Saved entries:

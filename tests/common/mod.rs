//! 集成测试共用的数据和仓库构造

use blog_display::core::memory::MemoryRepository;
use blog_display::models::{Comment, Dataset, Post, PostEntry, Tag, User};
use chrono::{DateTime, Duration, TimeZone, Utc};

pub const TAG_TITLES: [&str; 7] = ["rust", "web", "async", "cli", "notes", "sql", "tera"];

pub fn start() -> DateTime<Utc> {
    Utc.with_ymd_and_hms(2024, 1, 1, 0, 0, 0).unwrap()
}

/// `n` 篇文章的数据集。
///
/// - 用户 1-2 是工作人员，3-12 是读者
/// - 除编号为 10 的倍数的文章外，都带 `rust` 标签和另一个标签
/// - 第 i 篇有 `(i * 7) % 10` 个点赞、`i % 4` 条评论
pub fn dataset(n: i64) -> Dataset {
    let users = (1..=12)
        .map(|id| User {
            id,
            username: format!("user{}", id),
            is_staff: id <= 2,
        })
        .collect();

    let tags = TAG_TITLES
        .iter()
        .enumerate()
        .map(|(i, title)| Tag {
            id: i as i64 + 1,
            title: title.to_string(),
        })
        .collect();

    let mut posts = Vec::new();
    let mut comments = Vec::new();
    for i in 1..=n {
        let published_at = start() + Duration::hours(i);
        let text = if i % 2 == 0 {
            "lorem ipsum ".repeat(40)
        } else {
            format!("Short body {}", i)
        };
        posts.push(PostEntry {
            post: Post {
                id: i,
                title: format!("Post {}", i),
                text,
                slug: format!("post-{}", i),
                image: (i % 3 == 0).then(|| format!("covers/{}.png", i)),
                published_at,
                author_id: i % 2 + 1,
            },
            likes: (0..(i * 7) % 10).map(|u| u + 3).collect(),
            tags: if i % 10 == 0 { vec![] } else { vec![1, i % 6 + 2] },
        });

        for c in 0..i % 4 {
            let id = comments.len() as i64 + 1;
            comments.push(Comment {
                id,
                post_id: i,
                author_id: id % 10 + 3,
                text: format!("Comment {} on post {}", c, i),
                published_at: published_at + Duration::minutes(30 - c * 10),
            });
        }
    }

    Dataset {
        users,
        tags,
        posts,
        comments,
    }
}

pub fn memory_repo(n: i64) -> MemoryRepository {
    MemoryRepository::new(dataset(n)).unwrap()
}

/// 带 `tag` 标签的文章数
#[allow(dead_code)]
pub fn posts_with_tag(data: &Dataset, tag: &str) -> usize {
    let Some(tag) = data.tags.iter().find(|t| t.title == tag) else {
        return 0;
    };
    data.posts.iter().filter(|p| p.tags.contains(&tag.id)).count()
}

PROBLEM TO WORK ON =
An exact copy of every record is required.

YOUR SOLUTION =
filename tests/common/mod.rs
//! 集成测试共用的数据和仓库构造

use blog_display::core::memory::MemoryRepository;
use blog_display::models::{Comment, Dataset, Post, PostEntry, Tag, User};
use chrono::{DateTime, Duration, TimeZone, Utc};

pub const TAG_TITLES: [&str; 7] = ["rust", "web", "async", "cli", "notes", "sql", "tera"];

pub fn start() -> DateTime<Utc> {
    Utc.with_ymd_and_hms(2024, 1, 1, 0, 0, 0).unwrap()
}

/// `n` 篇文章的数据集。
///
/// - 用户 1-2 是工作人员，3-12 是读者
/// - 除编号为 10 的倍数的文章外，都带 `rust` 标签和另一个标签
/// - 第 i 篇有 `(i * 7) % 10` 个点赞、`i % 4` 条评论
pub fn dataset(n: i64) -> Dataset {
    let users = (1..=12)
        .map(|id| User {
            id,
            username: format!("user{}", id),
            is_staff: id <= 2,
        })
        .collect();

    let tags = TAG_TITLES
        .iter()
        .enumerate()
        .map(|(i, title)| Tag {
            id: i as i64 + 1,
            title: title.to_string(),
        })
        .collect();

    let mut posts = Vec::new();
    let mut comments = Vec::new();
    for i in 1..=n {
        let published_at = start() + Duration::hours(i);
        let text = if i % 2 == 0 {
            "lorem ipsum ".repeat(40)
        } else {
            format!("Short body {}", i)
        };
        posts.push(PostEntry {
            post: Post {
                id: i,
                title: format!("Post {}", i),
                text,
                slug: format!("post-{}", i),
                image: (i % 3 == 0).then(|| format!("covers/{}.png", i)),
                published_at,
                author_id: i % 2 + 1,
            },
            likes: (0..(i * 7) % 10).map(|u| u + 3).collect(),
            tags: if i % 10 == 0 { vec![] } else { vec![1, i % 6 + 2] },
        });

        for c in 0..i % 4 {
            let id = comments.len() as i64 + 1;
            comments.push(Comment {
                id,
                post_id: i,
                author_id: id % 10 + 3,
                text: format!("Comment {} on post {}", c, i),
                published_at: published_at + Duration::minutes(30 - c * 10),
            });
        }
    }

    Dataset {
        users,
        tags,
        posts,
        comments,
    }
}

pub fn memory_repo(n: i64) -> MemoryRepository {
    MemoryRepository::new(dataset(n)).unwrap()
}

/// 带 `tag` 标签的文章数
#[allow(dead_code)]
pub fn posts_with_tag(data: &Dataset, tag: &str) -> usize {
    let Some(tag) = data.tags.iter().find(|t| t.title == tag) else {
        return 0;
    };
    data.posts.iter().filter(|p| p.tags.contains(&tag.id)).count()
}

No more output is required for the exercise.